Now, international retailing is one of the hottest industry trends. Since 2001, at least 50 retail firms have entered more than 90 new markets. The early focus on food retailing has been followed by a surge of overseas investment from home improvement, clothing and speciality retailers. There is a process of trial and error here; the statistics mask a recent underlying failure rate which has led to nearly 20 market withdrawals in each of the last two years. Tesco learned from earlier failures to strengthen its internationalization processes. Some, such as Japan’s Uniqlo in the UK, have invested, divested and then reinvested in the same market. Others have retreated from overseas ventures in the face of difficult trading in their domestic markets. Some markets, such as Germany, have proved challenging for virtually all entrants.
So why are retailers adding to their risk profile by expanding globally? The principal “push” factor is impending saturation in their home market, with its consequent impact on growth and profitability. There are a myriad “pull” factors. Most of the markets being entered have a large, fast-growing and young population, and a perceived lower competitive intensity. The E7 emerging markets (China, India, Russia, Brazil, Mexico, Indonesia and Turkey) are expected to be anything between 25% and 75% larger than the G7 economies (US, Japan, Germany, UK, France, Italy and Canada) by 2050. The compelling opportunity in the E7 countries is the rate of urbanization and suburbanization, coupled with the emergence of a relatively affluent “middle class” and a comparatively low penetration of “organized retail”— independently-owned businesses still dominate retail distribution.
To succeed, Western retailers need an appropriate regulatory framework; the relaxation of protectionist policies (shop opening hours, unduly onerous zoning constraints and constraints on foreign direct investment) and the introduction of controls to raise standards in areas such as food safety and employment practices.
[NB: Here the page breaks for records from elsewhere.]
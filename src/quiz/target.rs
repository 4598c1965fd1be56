//! Quiz targets
//!
//! A target is created for each new question and never mutated afterwards;
//! the next question replaces it.

use serde::Serialize;

use crate::instrument::{FretboardPosition, Tuning};
use crate::pitch::PitchClass;
use crate::view::DisplayWindow;

/// Anything that carries the pitch class a learner must name.
pub trait QuizTarget {
    fn answer(&self) -> PitchClass;
}

/// A marked fretboard position with its answer key and the window that shows it.
#[derive(Debug, Clone, Copy, PartialEq, Eq, Serialize)]
#[serde(rename_all = "camelCase")]
pub struct FretboardTarget {
    pub position: FretboardPosition,
    pub pitch_class: PitchClass,
    pub window: DisplayWindow,
}

impl FretboardTarget {
    pub fn new(tuning: &Tuning, position: FretboardPosition) -> Self {
        Self {
            position,
            pitch_class: tuning.pitch_class_at(position),
            window: DisplayWindow::for_fret(position.fret),
        }
    }
}

impl QuizTarget for FretboardTarget {
    fn answer(&self) -> PitchClass {
        self.pitch_class
    }
}

/// A note name to translate into the other naming system.
#[derive(Debug, Clone, Copy, PartialEq, Eq, Serialize)]
#[serde(rename_all = "camelCase")]
pub struct SolfegeTarget {
    pub pitch_class: PitchClass,
}

impl QuizTarget for SolfegeTarget {
    fn answer(&self) -> PitchClass {
        self.pitch_class
    }
}
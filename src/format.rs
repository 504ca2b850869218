//! Remaining-time formatting.
//!
//! The formatter is a pure function with no dependency on any model state,
//! so the embedding application can call it on whatever value it is
//! rendering, not just on a live countdown.

/// Formats a millisecond count as a zero-padded `MM:SS` string.
///
/// Negative input clamps to zero before conversion. There is no upper bound
/// on the minute field: durations past an hour render with three or more
/// digits rather than wrapping.
///
/// # Examples
///
/// ```rust
/// use bubbletea_countdown::format::format_time;
///
/// assert_eq!(format_time(0), "00:00");
/// assert_eq!(format_time(60_000), "01:00");
/// assert_eq!(format_time(125_000), "02:05");
/// assert_eq!(format_time(-500), "00:00");
/// ```
pub fn format_time(ms: i64) -> String {
    let total_seconds = ms.max(0) / 1000;
    let minutes = total_seconds / 60;
    let seconds = total_seconds % 60;
    format!("{:02}:{:02}", minutes, seconds)
}
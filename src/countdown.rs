//! Countdown component for Bubble Tea applications.
//!
//! This module provides a countdown timer that tracks remaining time from
//! wall-clock samples rather than by subtracting the tick interval on each
//! update. Every tick recomputes `remaining = duration - (now - anchor)`
//! from an anchor instant fixed when the countdown (re)starts, so a tick
//! that arrives late simply catches up to the correct value instead of
//! drifting behind real time.
//!
//! # Basic Usage
//!
//! ```rust
//! use bubbletea_countdown::countdown::{new, RunState};
//!
//! // A five-minute countdown, idle until started.
//! let mut countdown = new(5);
//! assert_eq!(countdown.run_state(), RunState::Idle);
//! assert_eq!(countdown.view(), "05:00");
//!
//! // The same call starts, pauses, and resumes.
//! let cmd = countdown.toggle_start();
//! assert!(cmd.is_some());
//! assert!(countdown.running());
//! ```
//!
//! # bubbletea-rs Integration
//!
//! ```rust
//! use bubbletea_countdown::countdown::{new, CompletedMsg, Model as Countdown};
//! use bubbletea_rs::{Cmd, Model as BubbleTeaModel, Msg};
//!
//! struct App {
//!     countdown: Countdown,
//! }
//!
//! impl BubbleTeaModel for App {
//!     fn init() -> (Self, Option<Cmd>) {
//!         let mut countdown = new(25);
//!         let cmd = countdown.toggle_start();
//!         (Self { countdown }, cmd)
//!     }
//!
//!     fn update(&mut self, msg: Msg) -> Option<Cmd> {
//!         if let Some(done) = msg.downcast_ref::<CompletedMsg>() {
//!             if done.id == self.countdown.id() {
//!                 // Countdown reached zero.
//!             }
//!         }
//!         self.countdown.update(msg)
//!     }
//!
//!     fn view(&self) -> String {
//!         format!("Time remaining: {}", self.countdown.view())
//!     }
//! }
//! ```
//!
//! # Pause and Resume
//!
//! Pausing snapshots the last observed remaining time; resuming re-derives
//! the anchor from that snapshot, so no time is lost or gained across the
//! transition no matter how long the countdown sat paused.

use crate::clock::{Clock, SystemClock};
use crate::format::format_time;
use bubbletea_rs::{tick as bubbletea_tick, Cmd, Model as BubbleTeaModel, Msg};
use std::fmt;
use std::sync::atomic::{AtomicI64, Ordering};
use std::sync::Arc;
use std::time::{Duration, Instant};
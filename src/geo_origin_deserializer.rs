use crate::domain::GeoOrigin;
use serde::de::Error;
use serde::{Deserialize, Deserializer};

impl<'de> Deserialize<'de> for GeoOrigin {
    fn deserialize<D>(deserializer: D) -> Result<Self, D::Error>
    where
        D: Deserializer<'de>,
    {
        #[derive(Debug, Deserialize)]
        pub struct Inner {
            latitude: f64,
            longitude: f64,
            #[serde(default)]
            altitude_m: f64,
        }

        let inner = Inner::deserialize(deserializer)?;
        GeoOrigin::try_new(inner.latitude, inner.longitude, inner.altitude_m)
            .map_err(|e| Error::custom(format!("invalid scene origin: {}", e)))
    }
}

#[cfg(test)]
mod tests {
    use super::*;
    use rstest::rstest;

    #[test]
    fn deserializes_an_origin_without_altitude() {
        let origin = serde_json::from_str::<GeoOrigin>(r#"{"latitude": 24.942349, "longitude": 121.367164}"#).unwrap();

        assert_eq!(origin, GeoOrigin::new(24.942349, 121.367164));
    }

    #[test]
    fn deserializes_an_origin_with_altitude() {
        let json = r#"{"latitude": 51.8615899, "longitude": 4.3580323, "altitude_m": -2.5}"#;

        let origin = serde_json::from_str::<GeoOrigin>(json).unwrap();

        assert_eq!(origin, GeoOrigin::new(51.8615899, 4.3580323).with_altitude(-2.5));
    }

    #[rstest]
    #[case::latitude(
        r#"{"latitude": 90.5, "longitude": 4.0}"#,
        "invalid scene origin: invalid coordinate latitude: 90.5, must be between -90 and 90"
    )]
    #[case::longitude(
        r#"{"latitude": 51.0, "longitude": -200.0}"#,
        "invalid scene origin: invalid coordinate longitude: -200, must be between -180 and 180"
    )]
    fn rejects_out_of_range_values(#[case] json: &str, #[case] expected: &str) {
        let error = serde_json::from_str::<GeoOrigin>(json).unwrap_err();

        assert!(error.to_string().starts_with(expected), "unexpected error: {}", error);
    }
}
They need access to expertise, either in the form of joint venture partners or franchisees, and/or experienced and capable local management and employees. For specialist retailers, good real estate opportunities are necessary, while others have invested in creating modern retail centres to attract the newly affluent. And of course all retailers need investment to facilitate a modern supply chain, where good local sourcing and/or the freedom to import are complemented by robust infrastructure.
Where are the winners and losers in this seemingly irreversible trend? Local entrepreneurs and their employees will benefit—from partnering the new entrants, supplying goods, services and real estate to them, or simply setting up Western-style concepts with the aim of ultimately selling out to a multinational.
Conversely, many local independent retailers will suffer, although those who are expert and committed might be able to differentiate themselves enough to prosper. And not all the foreign entrants will succeed. The conviction to sustain start-up losses and occasional setbacks, and the willingness to adapt to local consumer and competitive conditions, are crucial. Interestingly, success doesn’t always follow entry into countries seemingly similar to the home market. In the so-called “psychic distance paradox”, there are many examples of Canadian retailers who have failed in the US, and US retailers who have failed in Britain. Whether you are entering an obviously different environment, or an apparently similar one, it pays to be open-minded—the contrast between Tesco’s foray into Eastern Europe and its strategy for opening in the US later this year demonstrates that it has learnt to be adaptable.
Above all, consumers will gain; competition will transform standards and choice, and prices should tumble, albeit many will regret the gradual erosion of local character and identity. With a sensitive regulatory touch, the creation of a vibrant, modern retail sector can catalyse an acceleration of economic growth and prosperity for all.